DIRECTIONS FOR THIS TASK — Print each line from the start of the records below up through the line where "Headline latency of" is found, exactly as given.
[[ DATA UNDER STUDY, beginning ]]
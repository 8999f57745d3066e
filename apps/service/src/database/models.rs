use std::collections::BTreeSet;
use std::str::FromStr;

use anyhow::{Context, Result, anyhow};
use chrono::{DateTime, Utc};
use libsql::{Row, Value};
use rust_decimal::Decimal;
use serde::Serialize;
use uuid::Uuid;

use crate::error::ErrorKind;
use crate::monitoring::stats::fixed;
use crate::monitoring::types::{
    ConnectionStats, HealthStats, LatencyStats, LoadStats, Outcome, ProbeFailure, ProbeKind, ProbePayload,
    ProbeResult, QueryStat,
};

/// Column list shared by every `probe_results` read, in [`ProbeRecord::from_row`] order
pub const RECORD_COLUMNS: &str = "uuid, region_id, kind, checked_at, success, error_kind, error_message, \
     actor_key, latency_ms, server_identity, backend_id, server_version, iteration_count, min_ms, max_ms, \
     avg_ms, samples, concurrency, failed_units, wall_time_ms, throughput_per_sec, cache_hit_ratio, \
     active_conn, idle_conn, total_conn, db_size, db_size_bytes, extended_stats_available, \
     degraded_fields, top_queries";

/// Flat row of `probe_results`; every kind-specific column is nullable
#[derive(Debug, Clone, Default, PartialEq)]
pub struct ProbeRecord {
    pub uuid: String,
    pub region_id: String,
    pub kind: String,
    /// Capture time in unix microseconds
    pub checked_at: i64,
    pub success: bool,
    pub error_kind: Option<String>,
    pub error_message: Option<String>,
    pub actor_key: Option<String>,
    /// Headline latency of the probe (see [`ProbeResult::latency_ms`])
    pub latency_ms: Option<String>,
    pub server_identity: Option<String>,
    pub backend_id: Option<i64>,
    pub server_version: Option<String>,
    pub iteration_count: Option<i64>,
    pub min_ms: Option<String>,
    pub max_ms: Option<String>,
    pub avg_ms: Option<String>,
    /// JSON array; latency samples, or partial samples of a failed measurement
    pub samples: Option<String>,
    pub concurrency: Option<i64>,
    pub failed_units: Option<i64>,
    pub wall_time_ms: Option<String>,
    pub throughput_per_sec: Option<String>,
    pub cache_hit_ratio: Option<String>,
    pub active_conn: Option<i64>,
    pub idle_conn: Option<i64>,
    pub total_conn: Option<i64>,
    pub db_size: Option<String>,
    pub db_size_bytes: Option<i64>,
    pub extended_stats_available: Option<bool>,
    pub degraded_fields: Option<String>,
    pub top_queries: Option<String>,
}

fn decimal_text(value: Decimal) -> String {
    fixed(value).to_string()
}

fn parse_decimal(column: &str, raw: Option<&str>) -> Result<Decimal> {
    let raw = raw.ok_or_else(|| anyhow!("column {column} is NULL"))?;
    Decimal::from_str(raw).with_context(|| format!("column {column} holds an invalid decimal: {raw}"))
}

fn parse_optional_decimal(column: &str, raw: Option<&str>) -> Result<Option<Decimal>> {
    raw.map(|r| parse_decimal(column, Some(r))).transpose()
}

fn required<T>(column: &str, value: Option<T>) -> Result<T> {
    value.ok_or_else(|| anyhow!("column {column} is NULL"))
}

fn text(value: Option<String>) -> Value {
    value.map(Value::Text).unwrap_or(Value::Null)
}

fn integer(value: Option<i64>) -> Value {
    value.map(Value::Integer).unwrap_or(Value::Null)
}

impl ProbeRecord {
    pub fn from_result(result: &ProbeResult) -> Result<Self> {
        let mut record = ProbeRecord {
            uuid: result.id.to_string(),
            region_id: result.region_id.clone(),
            kind: result.kind.as_str().to_string(),
            checked_at: result.timestamp.timestamp_micros(),
            success: result.success(),
            actor_key: result.actor_key.clone(),
            latency_ms: result.latency_ms().map(decimal_text),
            ..Default::default()
        };

        match &result.outcome {
            Outcome::Failure(failure) => {
                record.error_kind = Some(failure.kind.as_str().to_string());
                record.error_message = Some(failure.message.clone());
                if !failure.partial_samples.is_empty() {
                    record.samples = Some(serde_json::to_string(&failure.partial_samples)?);
                }
            }
            Outcome::Success(ProbePayload::Connection(stats)) => {
                record.server_identity = Some(stats.server_identity.clone());
                record.backend_id = Some(i64::from(stats.backend_id));
                record.server_version = Some(stats.server_version.clone());
            }
            Outcome::Success(ProbePayload::Latency(stats)) => {
                record.iteration_count = Some(i64::from(stats.iteration_count));
                record.min_ms = Some(decimal_text(stats.min_ms));
                record.max_ms = Some(decimal_text(stats.max_ms));
                record.avg_ms = Some(decimal_text(stats.avg_ms));
                record.samples = Some(serde_json::to_string(&stats.samples)?);
            }
            Outcome::Success(ProbePayload::Load(stats)) => {
                record.concurrency = Some(i64::from(stats.concurrency));
                record.failed_units = Some(i64::from(stats.failed_units));
                record.min_ms = Some(decimal_text(stats.min_ms));
                record.max_ms = Some(decimal_text(stats.max_ms));
                record.avg_ms = Some(decimal_text(stats.avg_ms));
                record.wall_time_ms = Some(decimal_text(stats.wall_time_ms));
                record.throughput_per_sec = Some(decimal_text(stats.throughput_per_sec));
            }
            Outcome::Success(ProbePayload::Health(stats)) => {
                record.cache_hit_ratio = stats.cache_hit_ratio.map(decimal_text);
                record.active_conn = stats.active_conn;
                record.idle_conn = stats.idle_conn;
                record.total_conn = stats.total_conn;
                record.db_size = stats.db_size.clone();
                record.db_size_bytes = stats.db_size_bytes;
                record.extended_stats_available = Some(stats.extended_stats_available);
                record.degraded_fields = Some(serde_json::to_string(&stats.degraded_fields)?);
                if !stats.top_queries.is_empty() {
                    record.top_queries = Some(serde_json::to_string(&stats.top_queries)?);
                }
            }
        }

        Ok(record)
    }

    /// Positional values for the insert statement, in [`RECORD_COLUMNS`] order
    pub fn values(&self) -> Vec<Value> {
        vec![
            Value::Text(self.uuid.clone()),
            Value::Text(self.region_id.clone()),
            Value::Text(self.kind.clone()),
            Value::Integer(self.checked_at),
            Value::Integer(i64::from(self.success)),
            text(self.error_kind.clone()),
            text(self.error_message.clone()),
            text(self.actor_key.clone()),
            text(self.latency_ms.clone()),
            text(self.server_identity.clone()),
            integer(self.backend_id),
            text(self.server_version.clone()),
            integer(self.iteration_count),
            text(self.min_ms.clone()),
            text(self.max_ms.clone()),
            text(self.avg_ms.clone()),
            text(self.samples.clone()),
            integer(self.concurrency),
            integer(self.failed_units),
            text(self.wall_time_ms.clone()),
            text(self.throughput_per_sec.clone()),
            text(self.cache_hit_ratio.clone()),
            integer(self.active_conn),
            integer(self.idle_conn),
            integer(self.total_conn),
            text(self.db_size.clone()),
            integer(self.db_size_bytes),
            integer(self.extended_stats_available.map(i64::from)),
            text(self.degraded_fields.clone()),
            text(self.top_queries.clone()),
        ]
    }

    pub fn from_row(row: &Row) -> Result<Self> {
        Ok(ProbeRecord {
            uuid: row.get(0)?,
            region_id: row.get(1)?,
            kind: row.get(2)?,
            checked_at: row.get(3)?,
            success: row.get::<i64>(4)? != 0,
            error_kind: row.get(5)?,
            error_message: row.get(6)?,
            actor_key: row.get(7)?,
            latency_ms: row.get(8)?,
            server_identity: row.get(9)?,
            backend_id: row.get(10)?,
            server_version: row.get(11)?,
            iteration_count: row.get(12)?,
            min_ms: row.get(13)?,
            max_ms: row.get(14)?,
            avg_ms: row.get(15)?,
            samples: row.get(16)?,
            concurrency: row.get(17)?,
            failed_units: row.get(18)?,
            wall_time_ms: row.get(19)?,
            throughput_per_sec: row.get(20)?,
            cache_hit_ratio: row.get(21)?,
            active_conn: row.get(22)?,
            idle_conn: row.get(23)?,
            total_conn: row.get(24)?,
            db_size: row.get(25)?,
            db_size_bytes: row.get(26)?,
            extended_stats_available: row.get::<Option<i64>>(27)?.map(|v| v != 0),
            degraded_fields: row.get(28)?,
            top_queries: row.get(29)?,
        })
    }

    fn decoded_samples(&self) -> Result<Vec<Decimal>> {
        match &self.samples {
            Some(raw) => serde_json::from_str(raw).context("invalid samples column"),
            None => Ok(Vec::new()),
        }
    }

    pub fn into_result(self) -> Result<ProbeResult> {
        let id = Uuid::parse_str(&self.uuid).with_context(|| format!("invalid result id {}", self.uuid))?;
        let kind = ProbeKind::from_str(&self.kind).map_err(|e| anyhow!(e))?;
        let timestamp = DateTime::<Utc>::from_timestamp_micros(self.checked_at)
            .ok_or_else(|| anyhow!("checked_at out of range: {}", self.checked_at))?;

        let outcome = if self.success {
            Outcome::Success(self.payload(kind)?)
        } else {
            let error_kind = self
                .error_kind
                .as_deref()
                .and_then(|k| ErrorKind::from_str(k).ok())
                .unwrap_or(ErrorKind::Unknown);
            Outcome::Failure(ProbeFailure {
                kind: error_kind,
                message: self.error_message.clone().unwrap_or_default(),
                partial_samples: self.decoded_samples()?,
            })
        };

        Ok(ProbeResult { id, region_id: self.region_id, kind, timestamp, actor_key: self.actor_key, outcome })
    }

    fn payload(&self, kind: ProbeKind) -> Result<ProbePayload> {
        let payload = match kind {
            ProbeKind::Connection => ProbePayload::Connection(ConnectionStats {
                latency_ms: parse_decimal("latency_ms", self.latency_ms.as_deref())?,
                server_identity: required("server_identity", self.server_identity.clone())?,
                backend_id: i32::try_from(required("backend_id", self.backend_id)?)?,
                server_version: required("server_version", self.server_version.clone())?,
            }),
            ProbeKind::Latency => ProbePayload::Latency(LatencyStats {
                iteration_count: u32::try_from(required("iteration_count", self.iteration_count)?)?,
                min_ms: parse_decimal("min_ms", self.min_ms.as_deref())?,
                max_ms: parse_decimal("max_ms", self.max_ms.as_deref())?,
                avg_ms: parse_decimal("avg_ms", self.avg_ms.as_deref())?,
                samples: self.decoded_samples()?,
            }),
            ProbeKind::Load => ProbePayload::Load(LoadStats {
                concurrency: u32::try_from(required("concurrency", self.concurrency)?)?,
                failed_units: u32::try_from(required("failed_units", self.failed_units)?)?,
                min_ms: parse_decimal("min_ms", self.min_ms.as_deref())?,
                max_ms: parse_decimal("max_ms", self.max_ms.as_deref())?,
                avg_ms: parse_decimal("avg_ms", self.avg_ms.as_deref())?,
                wall_time_ms: parse_decimal("wall_time_ms", self.wall_time_ms.as_deref())?,
                throughput_per_sec: parse_decimal("throughput_per_sec", self.throughput_per_sec.as_deref())?,
            }),
            ProbeKind::Health => {
                let degraded_fields: BTreeSet<String> = match &self.degraded_fields {
                    Some(raw) => serde_json::from_str(raw).context("invalid degraded_fields column")?,
                    None => BTreeSet::new(),
                };
                let top_queries: Vec<QueryStat> = match &self.top_queries {
                    Some(raw) => serde_json::from_str(raw).context("invalid top_queries column")?,
                    None => Vec::new(),
                };
                ProbePayload::Health(HealthStats {
                    cache_hit_ratio: parse_optional_decimal("cache_hit_ratio", self.cache_hit_ratio.as_deref())?,
                    active_conn: self.active_conn,
                    idle_conn: self.idle_conn,
                    total_conn: self.total_conn,
                    db_size: self.db_size.clone(),
                    db_size_bytes: self.db_size_bytes,
                    extended_stats_available: self.extended_stats_available.unwrap_or(false),
                    degraded_fields,
                    top_queries,
                })
            }
        };
        Ok(payload)
    }
}

/// Aggregate over a trailing window for one region
#[derive(Debug, Clone, PartialEq, Eq, Serialize)]
pub struct Summary {
    pub region_id: String,
    pub window_secs: u64,
    pub total_checks: u64,
    pub successful_checks: u64,
    /// Percentage with two decimals; absent when there were no checks
    pub success_rate: Option<Decimal>,
    pub avg_latency_ms: Option<Decimal>,
    pub min_latency_ms: Option<Decimal>,
    pub max_latency_ms: Option<Decimal>,
}

/// One point of a trend chart
#[derive(Debug, Clone, PartialEq, Eq, Serialize)]
pub struct MetricPoint {
    pub timestamp: DateTime<Utc>,
    pub value: Decimal,
}

/// Row of the `region_summary_24h` view
#[derive(Debug, Clone, PartialEq, Serialize)]
pub struct RollingSummary {
    pub region_id: String,
    pub kind: ProbeKind,
    pub total_checks: i64,
    pub successful_checks: i64,
    pub success_rate: Option<f64>,
    pub avg_latency_ms: Option<f64>,
    pub min_latency_ms: Option<f64>,
    pub max_latency_ms: Option<f64>,
    pub last_checked_at: DateTime<Utc>,
}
[[ DATA UNDER STUDY, end ]]
COMPLETED EXERCISE —
repository 8999f57745d3066e
filename apps/service/src/database/models.rs
use std::collections::BTreeSet;
use std::str::FromStr;

use anyhow::{Context, Result, anyhow};
use chrono::{DateTime, Utc};
use libsql::{Row, Value};
use rust_decimal::Decimal;
use serde::Serialize;
use uuid::Uuid;

use crate::error::ErrorKind;
use crate::monitoring::stats::fixed;
use crate::monitoring::types::{
    ConnectionStats, HealthStats, LatencyStats, LoadStats, Outcome, ProbeFailure, ProbeKind, ProbePayload,
    ProbeResult, QueryStat,
};

/// Column list shared by every `probe_results` read, in [`ProbeRecord::from_row`] order
pub const RECORD_COLUMNS: &str = "uuid, region_id, kind, checked_at, success, error_kind, error_message, \
     actor_key, latency_ms, server_identity, backend_id, server_version, iteration_count, min_ms, max_ms, \
     avg_ms, samples, concurrency, failed_units, wall_time_ms, throughput_per_sec, cache_hit_ratio, \
     active_conn, idle_conn, total_conn, db_size, db_size_bytes, extended_stats_available, \
     degraded_fields, top_queries";

/// Flat row of `probe_results`; every kind-specific column is nullable
#[derive(Debug, Clone, Default, PartialEq)]
pub struct ProbeRecord {
    pub uuid: String,
    pub region_id: String,
    pub kind: String,
    /// Capture time in unix microseconds
    pub checked_at: i64,
    pub success: bool,
    pub error_kind: Option<String>,
    pub error_message: Option<String>,
    pub actor_key: Option<String>,
    /// Headline latency of the probe (see [`ProbeResult::latency_ms`])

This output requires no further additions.